Let the voters, not the courts, decide if the Reproductive Freedom Amendment is worth ratifying
In 1996, Nevada’s voters approved and ratified a constitutional initiative “relating to tax restraint.” The ballot question, which amended Article 4, Section 18 of the Nevada Constitution, established a requirement that at least a two-thirds majority of both houses of the Legislature needed to be secured to pass legislation that increased government revenue.
Did the authors of the initiative restrict themselves solely to taxation?
No. Despite being written and ratified before the requirement to limit voter initiatives to a single subject was statutorily passed, the initiative limited itself to the single subject of public revenue. The subject of public revenue broadly includes the more limited subjects of taxes, fees, assessments, rates or anything else the state dreams up that might increase public revenue.
Did the authors of the initiative, bound by the constitutional prohibition against proposing amendments that might lead to an increase in the expenditure of government money, have to disclose any potential unintended fiscal consequences of their measure? Did they have to, for example, disclose the possibility that, by making it more difficult for the state government to raise money, passing the measure might increase demand on county and municipal appropriations and expenditures?
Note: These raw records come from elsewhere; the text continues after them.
//! Per-tick colouring.
//!
//! Every strategy is a pure function of the tick index, the frame's
//! [`Layout`] and a [`TrailView`] snapshot of the trail animation. The current
//! tick is always drawn in the accent colour; an empty ring has no current tick.

use std::str::FromStr;
use std::time::Instant;

use serde::{Deserialize, Serialize, Serializer};

use super::layout::{tick_angle, Layout};
use super::Direction;
use crate::animation::easing::{ease_in_out_cubic, ease_out_quad};
use crate::animation::Tween;
use crate::config::{ThemeConfig, TrailConfig};

/// 24-bit colour
#[derive(Debug, Clone, Copy, PartialEq, Eq, Hash, Default)]
pub struct Rgb {
    pub r: u8,
    pub g: u8,
    pub b: u8,
}

impl Rgb {
    pub const fn new(r: u8, g: u8, b: u8) -> Self {
        Self { r, g, b }
    }

    /// Channel-wise interpolation, `t` clamped to [0, 1]
    pub fn lerp(self, to: Rgb, t: f64) -> Rgb {
        let t = t.clamp(0.0, 1.0);
        let mix = |a: u8, b: u8| (f64::from(a) + (f64::from(b) - f64::from(a)) * t).round() as u8;
        Rgb::new(mix(self.r, to.r), mix(self.g, to.g), mix(self.b, to.b))
    }

    pub fn to_hex(self) -> String {
        format!("#{:02x}{:02x}{:02x}", self.r, self.g, self.b)
    }
}

impl Serialize for Rgb {
    fn serialize<S: Serializer>(&self, serializer: S) -> Result<S::Ok, S::Error> {
        serializer.serialize_str(&self.to_hex())
    }
}

/// Tick colouring strategy
#[derive(Debug, Clone, Copy, PartialEq, Eq, Default, Deserialize)]
#[serde(rename_all = "snake_case")]
pub enum ColorMode {
    /// Accent for filled ticks, base for the rest
    Flat,
    /// Gradient from the top of the dial up to the current tick
    Conic,
    /// Fixed-width gradient band trailing the current tick
    #[default]
    Seamless,
    /// Decaying trail that grows with each step and shrinks when input stops
    Animated,
}

impl FromStr for ColorMode {
    type Err = String;

    fn from_str(s: &str) -> Result<Self, Self::Err> {
        match s.trim().to_ascii_lowercase().as_str() {
            "flat" => Ok(ColorMode::Flat),
            "conic" => Ok(ColorMode::Conic),
            "seamless" => Ok(ColorMode::Seamless),
            "animated" => Ok(ColorMode::Animated),
            other => Err(format!(
                "unknown color mode \"{other}\" (expected flat, conic, seamless or animated)"
            )),
        }
    }
}

/// Which side of the current tick the seamless band sits on
#[derive(Debug, Clone, Copy, PartialEq, Eq, Default, Serialize)]
#[serde(rename_all = "snake_case")]
pub enum TrailDirection {
    /// Band before the current tick (value moving up)
    #[default]
    Normal,
    /// Band after the current tick (value moving down)
    Opposite,
}

impl TrailDirection {
    pub fn from_movement(direction: Direction) -> Self {
        match direction {
            Direction::Increase => TrailDirection::Normal,
            Direction::Decrease => TrailDirection::Opposite,
        }
    }
}

#[derive(Debug, Clone, Copy, PartialEq, Eq)]
pub struct Palette {
    pub base: Rgb,
    pub accent: Rgb,
    pub highlight: Rgb,
}

impl From<&ThemeConfig> for Palette {
    fn from(theme: &ThemeConfig) -> Self {
        Self {
            base: theme.base,
            accent: theme.accent,
            highlight: theme.highlight,
        }
    }
}

/// Trail bookkeeping owned by the controller.
///
/// Timers live in the controller's animation registry; the caller hands in
/// the relevant [`Tween`]s when taking a [`TrailView`].
#[derive(Debug, Clone, Copy, PartialEq, Eq, Default)]
pub struct TrailState {
    pub direction: TrailDirection,
    pub previous_direction: TrailDirection,
    pub movement: Option<Direction>,
    /// Steps accumulated by the animated trail, capped at the configured maximum
    pub length: u8,
}

/// Outcome of recording one step on the trail
#[derive(Debug, Clone, Copy, PartialEq, Eq)]
pub struct TrailStep {
    /// Band direction changed on this step
    pub flipped: bool,
    /// The change should cross-fade rather than apply instantly
    pub animate_flip: bool,
}

impl TrailState {
    /// Record one discrete step. `value_fraction` is where the value now sits
    /// in its travel range; flips near either end are applied without animation.
    pub fn record_step(
        &mut self,
        direction: Direction,
        value_fraction: f64,
        config: &TrailConfig,
    ) -> TrailStep {
        let next = TrailDirection::from_movement(direction);
        let flipped = next != self.direction;
        if flipped {
            self.previous_direction = self.direction;
            self.direction = next;
        }
        let near_edge = value_fraction <= config.edge_fraction
            || value_fraction >= 1.0 - config.edge_fraction;

        if self.movement != Some(direction) {
            self.length = 0;
        }
        self.movement = Some(direction);
        self.length = self.length.saturating_add(1).min(config.max_length);

        TrailStep {
            flipped,
            animate_flip: flipped && !near_edge,
        }
    }

    /// Trail fully caught up with the current tick
    pub fn settle(&mut self) {
        self.length = 0;
    }

    /// Freeze the trail for one frame
    pub fn view(
        &self,
        now: Instant,
        flip: Option<&Tween>,
        catch_up: Option<&Tween>,
        config: &TrailConfig,
    ) -> TrailView {
        let hold = std::time::Duration::from_millis(config.hold_ms);
        let effective_length = match catch_up {
            Some(tween) => {
                let since = now.saturating_duration_since(tween.started_at);
                if since < hold {
                    f64::from(self.length)
                } else {
                    let p = (since - hold).as_secs_f64()
                        / (config.catch_up_ms as f64 / 1000.0);
                    f64::from(self.length) * (1.0 - ease_out_quad(p))
                }
            }
            None => 0.0,
        };
        TrailView {
            direction: self.direction,
            previous_direction: self.previous_direction,
            flip_progress: flip.map(|t| t.progress(now)),
            movement: self.movement,
            effective_length,
        }
    }
}

/// Snapshot of the trail used to colour one frame
#[derive(Debug, Clone, Copy, PartialEq)]
pub struct TrailView {
    pub direction: TrailDirection,
    pub previous_direction: TrailDirection,
    /// Linear progress of a running cross-fade
    pub flip_progress: Option<f64>,
    pub movement: Option<Direction>,
    /// Visible animated trail length in ticks (fractional while shrinking)
    pub effective_length: f64,
}

impl Default for TrailView {
    fn default() -> Self {
        Self {
            direction: TrailDirection::Normal,
            previous_direction: TrailDirection::Normal,
            flip_progress: None,
            movement: None,
            effective_length: 0.0,
        }
    }
}

#[derive(Debug, Clone)]
pub struct ColorEngine {
    mode: ColorMode,
    palette: Palette,
    band_fraction: f64,
    gap_degrees: f64,
}

impl ColorEngine {
    pub fn new(mode: ColorMode, palette: Palette, band_fraction: f64, gap_degrees: f64) -> Self {
        Self {
            mode,
            palette,
            band_fraction,
            gap_degrees,
        }
    }

    pub fn mode(&self) -> ColorMode {
        self.mode
    }

    /// Colour of tick `index` for this frame
    pub fn color_for(&self, index: usize, layout: &Layout, trail: &TrailView) -> Rgb {
        if layout.filled_count > 0 && index == layout.current_index {
            return self.palette.accent;
        }
        match self.mode {
            ColorMode::Flat => self.flat(index, layout),
            ColorMode::Conic => self.conic(index, layout),
            ColorMode::Seamless => self.seamless(index, layout, trail),
            ColorMode::Animated => self.animated(index, layout, trail),
        }
    }

    fn flat(&self, index: usize, layout: &Layout) -> Rgb {
        if index < layout.filled_count {
            self.palette.accent
        } else {
            self.palette.base
        }
    }

    fn conic(&self, index: usize, layout: &Layout) -> Rgb {
        if index > layout.current_index {
            return self.palette.base;
        }
        let total = layout.total_ticks;
        let end = tick_angle(layout.current_index, total, self.gap_degrees);
        let t = if end <= 0.0 {
            1.0
        } else {
            tick_angle(index, total, self.gap_degrees) / end
        };
        self.palette.base.lerp(self.palette.highlight, t)
    }

    /// Ticks in the band before the current tick (or after it, for
    /// [`TrailDirection::Opposite`]). `t` is 1.0 next to the current tick and
    /// falls linearly to the far end of the band.
    fn band(&self, index: usize, layout: &Layout, direction: TrailDirection) -> Rgb {
        let width = ((self.band_fraction * layout.total_ticks as f64).round() as usize).max(1);
        let current = layout.current_index;
        let distance = match direction {
            TrailDirection::Normal if index < current => current - index,
            TrailDirection::Opposite if index > current => index - current,
            _ => return self.palette.base,
        };
        if distance > width {
            return self.palette.base;
        }
        let t = 1.0 - (distance - 1) as f64 / width as f64;
        self.palette.base.lerp(self.palette.highlight, t)
    }

    fn seamless(&self, index: usize, layout: &Layout, trail: &TrailView) -> Rgb {
        let target = self.band(index, layout, trail.direction);
        match trail.flip_progress {
            Some(p) if p < 1.0 => {
                let from = self.band(index, layout, trail.previous_direction);
                from.lerp(target, ease_in_out_cubic(p))
            }
            _ => target,
        }
    }

    fn animated(&self, index: usize, layout: &Layout, trail: &TrailView) -> Rgb {
        let length = trail.effective_length;
        let movement = match trail.movement {
            Some(m) if length > 0.0 => m,
            _ => return self.palette.base,
        };
        let current = layout.current_index;
        // The trail sits behind the movement
        let distance = match movement {
            Direction::Increase if index < current => current - index,
            Direction::Decrease if index > current => index - current,
            _ => return self.palette.base,
        };
        if distance as f64 > length.ceil() {
            return self.palette.base;
        }
        let t = (1.0 - distance as f64 / (length + 1.0)).max(0.0);
        self.palette.base.lerp(self.palette.highlight, t)
    }
}
use ratatui::style::{Color, Modifier, Style};

use jogdial::config::ThemeConfig;
use jogdial::dial::color::Rgb;

// ─── Color Palette (from config, transparency-friendly) ─────────────────

/// Background: always Reset (transparent), respects terminal background
pub const BG: Color = Color::Reset;

pub fn rgb(color: Rgb) -> Color {
    Color::Rgb(color.r, color.g, color.b)
}

#[derive(Debug, Clone)]
pub struct Theme {
    pub fg: Color,
    pub fg_dim: Color,
    pub accent: Color,
    pub highlight: Color,
    pub base: Color,
}

impl Theme {
    pub fn from_config(theme: &ThemeConfig) -> Self {
        Self {
            fg: rgb(theme.text),
            fg_dim: rgb(theme.dim),
            accent: rgb(theme.accent),
            highlight: rgb(theme.highlight),
            base: rgb(theme.base),
        }
    }

    // ─── Style Constructors ─────────────────────────────────────────────

    pub fn readout(&self) -> Style {
        Style::default()
            .fg(self.fg)
            .bg(BG)
            .add_modifier(Modifier::BOLD)
    }

    pub fn readout_dimmed(&self) -> Style {
        Style::default().fg(self.fg_dim).bg(BG)
    }

    pub fn status(&self) -> Style {
        Style::default().fg(self.fg_dim).bg(BG)
    }

    pub fn option(&self) -> Style {
        Style::default().fg(self.fg_dim).bg(BG)
    }

    pub fn option_selected(&self) -> Style {
        Style::default()
            .fg(self.accent)
            .bg(BG)
            .add_modifier(Modifier::BOLD)
    }

    pub fn rapid(&self) -> Style {
        Style::default().fg(self.highlight).bg(BG)
    }

    pub fn key_hint(&self) -> Style {
        Style::default()
            .fg(self.accent)
            .bg(BG)
            .add_modifier(Modifier::BOLD)
    }

    pub fn key_desc(&self) -> Style {
        Style::default().fg(self.fg_dim).bg(BG)
    }

    /// Divider between hints, in the unlit tick colour
    pub fn separator(&self) -> Style {
        Style::default().fg(self.base).bg(BG)
    }
}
No. The ballot question was allowed to restrict its attention solely to first-order effects, which sought to limit how easily the state could appropriate additional money from the public. This was appropriate since second-order consequences — those that are, in turn, the result of intended and unintended immediate consequences — are, by their nature, unpredictable.
For example, if you finish reading this column, I can take responsibility for however much time you spent reading this column. I cannot, however, take responsibility for the second-order consequence of whether you enjoy or agree with this column or not. That is not solely within my control, even if I can take measures to increase the likelihood that you might enjoy this column by, for example, staying on message and keeping thinly relevant asides to a tasteful minimum.
I bring all of this up because, if Nevadans for Reproductive Freedom has its way, Nevada’s voters will have an opportunity to add another amendment to our state constitution — but if the Coalition for Parents and Children has its way, we will not.
The issue, as the Coalition for Parents and Children sees it, is the Reproductive Freedom Amendment — which, if passed, would extend the same protections we currently enjoy against the government’s ability to infringe against our freedom of speech to most matters pertaining to human reproduction — is, in a word, bad.
Being politically or morally opposed to a constitutional initiative, however, doesn’t grant one legal standing. Consequently, if the Coalition for Parents and Children wants to keep the measure off of our ballots, it needs to reverse engineer some potential defects that it could challenge the referendum against.
One alleged defect is that the Reproductive Freedom Amendment doesn’t limit itself to a single subject. According to a lawsuit the coalition recently filed, the amendment — which explicitly lists prenatal care, childbirth, postpartum care, birth control, vasectomy, tubal ligation, abortion, abortion care, management of a miscarriage and infertility care as matters it would protect from governmental infringement if ratified — “embraces a litany of subjects that clearly amount to logrolling.”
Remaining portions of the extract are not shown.